フリーランスなのに9時~17時勤務!? 人気作家語る「人に振り回されない」時間管理術

人気作家が実践する時間の使い方とは
人気作家が実践する時間の使い方とは

 あなたはちゃんと、定時で家に帰れていますか? 会社にいると、なかなか思い通りに時間を使えず、気付いたらこんな時間……なんてことになりがちです。

 人気シリーズを5作品も同時並行して動かし、旺盛な執筆活動をされている作家の堀川アサコさんはこの6月末にも新作『おもてなし時空ホテル~桜井千鶴のお客様相談ノート~』を上梓されたばかり。昼夜問わずのお忙しさかと思いきや、仕事は9時から17時まで、土日はきっちり休んでいます(!)とのこと。そのスケジュール管理能力、是非見習いたい! ということで、堀川さんの時間術についてお話しを伺いました。

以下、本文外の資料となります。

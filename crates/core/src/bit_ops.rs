// This code is part of paulidecomp.
//
// (C) Copyright the paulidecomp developers 2026
//
// This code is licensed under the Apache License, Version 2.0. You may
// obtain a copy of this license in the LICENSE.txt file in the root directory
// of this source tree or at http://www.apache.org/licenses/LICENSE-2.0.
//
// Any modifications or derivative works of this code must retain this
// copyright notice, and modified files need to carry a notice indicating
// that they have been altered from the originals.

//! Bit-twiddling primitives shared by all the decomposition kernels.
//!
//! None of these functions check their preconditions outside of debug builds.  The kernels only
//! ever call them with arguments that satisfy the documented domain by construction (for example,
//! adjacent Gray codes always differ in exactly one bit).

/// The exact base-2 logarithm of `x`, which must be a power of two.
///
/// This is a branchless fold over five mask tests.  Each mask has a one in exactly those bit
/// positions whose index has the corresponding bit set, so testing the single set bit of `x`
/// against all five spells out its index.  The return value is unspecified for any `x` that is
/// not a power of two.
#[inline(always)]
pub fn log2_pow2(x: u32) -> u32 {
    debug_assert!(x.is_power_of_two());
    let mut r = ((x & 0xAAAA_AAAA) != 0) as u32;
    r |= (((x & 0xFFFF_0000) != 0) as u32) << 4;
    r |= (((x & 0xFF00_FF00) != 0) as u32) << 3;
    r |= (((x & 0xF0F0_F0F0) != 0) as u32) << 2;
    r |= (((x & 0xCCCC_CCCC) != 0) as u32) << 1;
    r
}

/// The `k`th reflected binary Gray code.  `gray_code(k)` and `gray_code(k - 1)` differ in exactly
/// one bit.
#[inline(always)]
pub fn gray_code(k: usize) -> usize {
    k ^ (k >> 1)
}

/// Bit `t` of `n`, as `0` or `1`.
#[inline(always)]
pub fn bit_at(n: usize, t: u32) -> usize {
    (n >> t) & 1
}

/// The index of the single bit in which `i` and `j` differ.
///
/// Only valid if `i ^ j` is a power of two that fits in 32 bits, which is always true for two
/// adjacent Gray codes of a matrix index.
#[inline(always)]
pub fn changed_bit(i: usize, j: usize) -> u32 {
    debug_assert!((i ^ j) <= u32::MAX as usize);
    log2_pow2((i ^ j) as u32)
}

/// Spread the low `num_bits` bits of `x` into the even bit positions of the output (Morton
/// encoding with zeros interlaced), so `0b1011` becomes `0b100_0101`.
#[inline]
pub fn interlace_zeros(x: usize, num_bits: u32) -> usize {
    (0..num_bits)
        .filter(|&s| x & (1 << s) != 0)
        .fold(0, |acc, s| acc | (1 << (2 * s)))
}

/// The inverse of [interlace_zeros]: gather the even bits of `x` (up to bit `2 * (num_bits - 1)`)
/// into the low `num_bits` bits of the output.  Odd bits of the input are ignored.
#[inline]
pub fn compact_even_bits(x: usize, num_bits: u32) -> usize {
    (0..num_bits).fold(0, |acc, s| acc | (bit_at(x, 2 * s) << s))
}

#[cfg(test)]
mod tests {
    use super::*;

    #[test]
    fn log2_of_every_power_of_two() {
        for k in 0..32 {
            assert_eq!(log2_pow2(1 << k), k);
        }
    }

    #[test]
    fn adjacent_gray_codes_change_one_bit() {
        for k in 1..(1 << 10) {
            let (i, j) = (gray_code(k), gray_code(k - 1));
            assert_eq!((i ^ j).count_ones(), 1);
            assert_eq!(1 << changed_bit(i, j), i ^ j);
        }
    }

    #[test]
    fn gray_code_is_a_bijection() {
        let num_bits = 8;
        let mut seen = vec![false; 1 << num_bits];
        for k in 0..(1 << num_bits) {
            let code = gray_code(k);
            assert!(!seen[code]);
            seen[code] = true;
        }
    }

    #[test]
    fn bit_at_reads_single_bits() {
        assert_eq!(bit_at(0b1010, 0), 0);
        assert_eq!(bit_at(0b1010, 1), 1);
        assert_eq!(bit_at(0b1010, 3), 1);
        assert_eq!(bit_at(0b1010, 40), 0);
    }

    #[test]
    fn interlace_known_value() {
        assert_eq!(interlace_zeros(0b1011, 4), 0b100_0101);
        assert_eq!(interlace_zeros(0, 4), 0);
        // Bits above `num_bits` are not spread.
        assert_eq!(interlace_zeros(0b111, 2), 0b101);
    }

    #[test]
    fn compact_undoes_interlace() {
        let num_bits = 6;
        for x in 0..(1 << num_bits) {
            let spread = interlace_zeros(x, num_bits);
            assert_eq!(compact_even_bits(spread, num_bits), x);
            assert_eq!(compact_even_bits(spread << 1, num_bits), 0);
        }
    }
}
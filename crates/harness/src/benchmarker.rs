// This code is part of paulidecomp.
//
// (C) Copyright the paulidecomp developers 2026
//
// This code is licensed under the Apache License, Version 2.0. You may
// obtain a copy of this license in the LICENSE.txt file in the root directory
// of this source tree or at http://www.apache.org/licenses/LICENSE-2.0.
//
// Any modifications or derivative works of this code must retain this
// copyright notice, and modified files need to carry a notice indicating
// that they have been altered from the originals.

//! Wall-clock timing of the decomposition methods over growing problem sizes.
//!
//! Each benchmark rewrites its whole results file after every completed step, so a run that is
//! interrupted leaves behind a valid file describing everything measured so far.  The `reached_*`
//! markers record the last completed step.

use std::collections::BTreeMap;
use std::fs;
use std::hint::black_box;
use std::path::Path;
use std::time::Instant;

use ndarray::Array2;
use num_complex::Complex64;
use rand::SeedableRng;
use rand_pcg::Pcg64Mcg;
use serde::{Deserialize, Serialize};
use tracing::{debug, info};

use paulidecomp_core::Method;

use crate::HarnessError;
use crate::randomiser::{random_matrix, random_pauli_label};

/// Durations in nanoseconds for each repetition, keyed by method name.
pub type MethodDurations = BTreeMap<String, Vec<u64>>;

#[derive(Clone, Debug, PartialEq, Eq, Serialize, Deserialize)]
pub struct BenchmarkConfig {
    /// Timed repetitions per method and problem size.  Every repetition gets fresh inputs.
    pub num_reps: usize,
    pub min_qubits: usize,
    pub max_qubits: usize,
    /// Seed for the random inputs.
    pub seed: u64,
}

impl Default for BenchmarkConfig {
    fn default() -> Self {
        Self {
            num_reps: 10,
            min_qubits: 1,
            max_qubits: 8,
            seed: 0,
        }
    }
}

#[derive(Clone, Debug, PartialEq, Serialize, Deserialize)]
pub struct FullDecompositionResults {
    pub config: BenchmarkConfig,
    /// The largest qubit count for which every method has been timed.
    pub reached_qubits: Option<usize>,
    /// `durations[num_qubits][method]`.
    pub durations: BTreeMap<usize, MethodDurations>,
}

#[derive(Clone, Debug, PartialEq, Serialize, Deserialize)]
pub struct InnerProductsResults {
    pub config: BenchmarkConfig,
    pub reached_qubits: Option<usize>,
    pub reached_non_identity: Option<usize>,
    pub reached_products: Option<usize>,
    /// `durations[num_qubits][num_non_identity][num_products][method]`.
    pub durations: BTreeMap<usize, BTreeMap<usize, BTreeMap<usize, MethodDurations>>>,
}

/// Call `func` `num_reps` times, each on a fresh value from `make_args`, and return how long each
/// call took in nanoseconds.  Only the call itself is timed.  The first error aborts the run.
pub fn repeatedly_time<A, T, E>(
    mut func: impl FnMut(A) -> Result<T, E>,
    mut make_args: impl FnMut() -> A,
    num_reps: usize,
) -> Result<Vec<u64>, E> {
    let mut durations = Vec::with_capacity(num_reps);
    for _ in 0..num_reps {
        let args = make_args();
        let start = Instant::now();
        let out = func(args)?;
        let elapsed = start.elapsed();
        black_box(out);
        durations.push(u64::try_from(elapsed.as_nanos()).unwrap_or(u64::MAX));
    }
    Ok(durations)
}

/// Serialize `results` to `path`, replacing any previous contents.
///
/// The file is written beside its destination and renamed over it, so readers never observe a
/// partially written file.
pub fn save_results<T: Serialize>(path: &Path, results: &T) -> Result<(), HarnessError> {
    let mut staging = path.as_os_str().to_owned();
    staging.push(".partial");
    fs::write(&staging, serde_json::to_vec_pretty(results)?)?;
    fs::rename(&staging, path)?;
    Ok(())
}

/// Time the full decomposition of every method on random operators of each size in the
/// configured qubit range, saving to `path` after each size.
pub fn benchmark_full_decomposition(
    path: &Path,
    methods: &[Method],
    config: &BenchmarkConfig,
) -> Result<FullDecompositionResults, HarnessError> {
    let mut rng = Pcg64Mcg::seed_from_u64(config.seed);
    let mut results = FullDecompositionResults {
        config: config.clone(),
        reached_qubits: None,
        durations: BTreeMap::new(),
    };
    save_results(path, &results)?;
    for num_qubits in config.min_qubits..=config.max_qubits {
        info!(num_qubits, "timing full decompositions");
        let mut by_method = MethodDurations::new();
        for &method in methods {
            let durations = repeatedly_time(
                |operator: Array2<Complex64>| method.decompose(operator.view()),
                || random_matrix(&mut rng, num_qubits),
                config.num_reps,
            )?;
            debug!(%method, num_qubits, ?durations, "timed");
            by_method.insert(method.name().to_owned(), durations);
        }
        results.durations.insert(num_qubits, by_method);
        results.reached_qubits = Some(num_qubits);
        save_results(path, &results)?;
    }
    info!(path = %path.display(), "full decomposition benchmark complete");
    Ok(results)
}

/// Time computing a handful of inner products with every method.
///
/// For each qubit count in the configured range, each number of non-identity operators from 1 to
/// the qubit count, and each number of products from 1 to `max_num_products(num_qubits)`, every
/// repetition draws a fresh operator and fresh labels with exactly that many non-identity
/// operators.  Results are saved to `path` after each innermost step.
pub fn benchmark_inner_products(
    path: &Path,
    methods: &[Method],
    config: &BenchmarkConfig,
    max_num_products: impl Fn(usize) -> usize,
) -> Result<InnerProductsResults, HarnessError> {
    let mut rng = Pcg64Mcg::seed_from_u64(config.seed);
    let mut results = InnerProductsResults {
        config: config.clone(),
        reached_qubits: None,
        reached_non_identity: None,
        reached_products: None,
        durations: BTreeMap::new(),
    };
    save_results(path, &results)?;
    for num_qubits in config.min_qubits..=config.max_qubits {
        info!(num_qubits, "timing inner products");
        for num_non_identity in 1..=num_qubits {
            for num_products in 1..=max_num_products(num_qubits) {
                let mut by_method = MethodDurations::new();
                for &method in methods {
                    let durations = repeatedly_time(
                        |(operator, labels): (Array2<Complex64>, Vec<usize>)| {
                            method.inner_products(operator.view(), &labels)
                        },
                        || {
                            let operator = random_matrix(&mut rng, num_qubits);
                            let labels = (0..num_products)
                                .map(|_| random_pauli_label(&mut rng, num_qubits, num_non_identity))
                                .collect::<Vec<_>>();
                            (operator, labels)
                        },
                        config.num_reps,
                    )?;
                    by_method.insert(method.name().to_owned(), durations);
                }
                results
                    .durations
                    .entry(num_qubits)
                    .or_default()
                    .entry(num_non_identity)
                    .or_default()
                    .insert(num_products, by_method);
                results.reached_qubits = Some(num_qubits);
                results.reached_non_identity = Some(num_non_identity);
                results.reached_products = Some(num_products);
                save_results(path, &results)?;
            }
        }
    }
    info!(path = %path.display(), "inner products benchmark complete");
    Ok(results)
}

#[cfg(test)]
mod tests {
    use tempfile::tempdir;

    use super::*;

    fn small_config() -> BenchmarkConfig {
        BenchmarkConfig {
            num_reps: 3,
            min_qubits: 1,
            max_qubits: 3,
            seed: 5,
        }
    }

    #[test]
    fn times_every_repetition_on_fresh_arguments() {
        let mut next = 0;
        let mut seen = Vec::new();
        let durations = repeatedly_time(
            |arg: usize| {
                seen.push(arg);
                Ok::<_, ()>(arg)
            },
            || {
                next += 1;
                next
            },
            4,
        )
        .unwrap();
        assert_eq!(durations.len(), 4);
        assert_eq!(seen, vec![1, 2, 3, 4]);
    }

    #[test]
    fn timing_stops_at_first_error() {
        let mut calls = 0;
        let out = repeatedly_time(
            |arg: usize| {
                calls += 1;
                if arg == 2 { Err("boom") } else { Ok(arg) }
            },
            {
                let mut next = 0;
                move || {
                    next += 1;
                    next
                }
            },
            5,
        );
        assert_eq!(out, Err("boom"));
        assert_eq!(calls, 2);
    }

    #[test]
    fn config_round_trips_through_json() {
        let config = small_config();
        let text = serde_json::to_string(&config).unwrap();
        assert_eq!(serde_json::from_str::<BenchmarkConfig>(&text).unwrap(), config);
    }

    #[test]
    fn full_decomposition_results_are_saved() {
        let dir = tempdir().unwrap();
        let path = dir.path().join("full.json");
        let config = small_config();
        let results = benchmark_full_decomposition(&path, &Method::ALL, &config).unwrap();

        assert_eq!(results.reached_qubits, Some(3));
        assert_eq!(results.durations.keys().copied().collect::<Vec<_>>(), vec![1, 2, 3]);
        for by_method in results.durations.values() {
            assert_eq!(by_method.len(), Method::ALL.len());
            for method in Method::ALL {
                assert_eq!(by_method[method.name()].len(), config.num_reps);
            }
        }

        let saved: FullDecompositionResults =
            serde_json::from_slice(&fs::read(&path).unwrap()).unwrap();
        assert_eq!(saved, results);
        assert!(!dir.path().join("full.json.partial").exists());
    }

    #[test]
    fn inner_products_results_are_saved() {
        let dir = tempdir().unwrap();
        let path = dir.path().join("inner.json");
        let config = BenchmarkConfig {
            num_reps: 2,
            min_qubits: 2,
            max_qubits: 3,
            seed: 11,
        };
        let methods = [Method::DirectRecurrence, Method::RecursiveSplit];
        let results = benchmark_inner_products(&path, &methods, &config, |n| n).unwrap();

        assert_eq!(results.reached_qubits, Some(3));
        assert_eq!(results.reached_non_identity, Some(3));
        assert_eq!(results.reached_products, Some(3));
        let two = &results.durations[&2];
        assert_eq!(two.keys().copied().collect::<Vec<_>>(), vec![1, 2]);
        assert_eq!(two[&2].keys().copied().collect::<Vec<_>>(), vec![1, 2]);
        assert_eq!(two[&1][&2]["recursive_split"].len(), 2);

        let saved: InnerProductsResults =
            serde_json::from_slice(&fs::read(&path).unwrap()).unwrap();
        assert_eq!(saved, results);
    }

    #[test]
    fn empty_range_still_writes_a_file() {
        let dir = tempdir().unwrap();
        let path = dir.path().join("empty.json");
        let config = BenchmarkConfig {
            min_qubits: 4,
            max_qubits: 3,
            ..small_config()
        };
        let results = benchmark_full_decomposition(&path, &Method::ALL, &config).unwrap();
        assert_eq!(results.reached_qubits, None);
        let saved: serde_json::Value = serde_json::from_slice(&fs::read(&path).unwrap()).unwrap();
        assert_eq!(saved["reached_qubits"], serde_json::Value::Null);
        assert_eq!(saved["config"]["min_qubits"], 4);
    }

    #[test]
    fn save_overwrites_previous_contents() {
        let dir = tempdir().unwrap();
        let path = dir.path().join("out.json");
        fs::write(&path, "this is not json and is longer than the replacement").unwrap();
        save_results(&path, &vec![1, 2]).unwrap();
        let saved: Vec<u32> = serde_json::from_slice(&fs::read(&path).unwrap()).unwrap();
        assert_eq!(saved, vec![1, 2]);
    }
}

ポイント1 仕事を「頭を使う仕事」と「使わない仕事」とに切り分ける。

 一つの作品を作るとき、小説のストーリーラインや登場人物を固めていくプロット作りと、それを実際に小説にしていく執筆との、大きく分けると二つの工程があります。プロット作りには大変頭を使うのですが、私はプロットをかなり細かく書き上げるので、実際それを小説の形にする執筆作業はあまり頭を使いません。
 私はその二つを思い切って一年の内の前半と後半に振り分けることにしました。1月4日を仕事始めにして、その日から8月ぐらいまでの前半を執筆期、それ以降をプロット作成期にしたのです。
 作家に限らずフリーランスの人間というのは、自分が提出したものをチェックしてもらう「待ちの時間」に振り回されます。作家の場合は自分のプロットなり原稿なりを編集者にチェックしてもらう時間の終わりが読めず、そこでスケジュールが狂いがちです。
 なので一つの作品のプロットを作成して、チェックしてもらってから執筆を始めるという風な相手任せのスケジュールにせず、いくつもを同時並行的に行うことで頭を切り替えるのことにしました。プロット時期は常に頭を使っていくつも話を考えているので無駄な時間はなく、執筆時期はひたすら手を動かしているのでやはり無駄な時間はありません。そして一つ書いて手を離してしまえば、後日チェックが戻ってきたときに頭が冷えて(自分の忘れっぽさも利用して)客観的に作品を見られるようになっているので、それも利点があると思います。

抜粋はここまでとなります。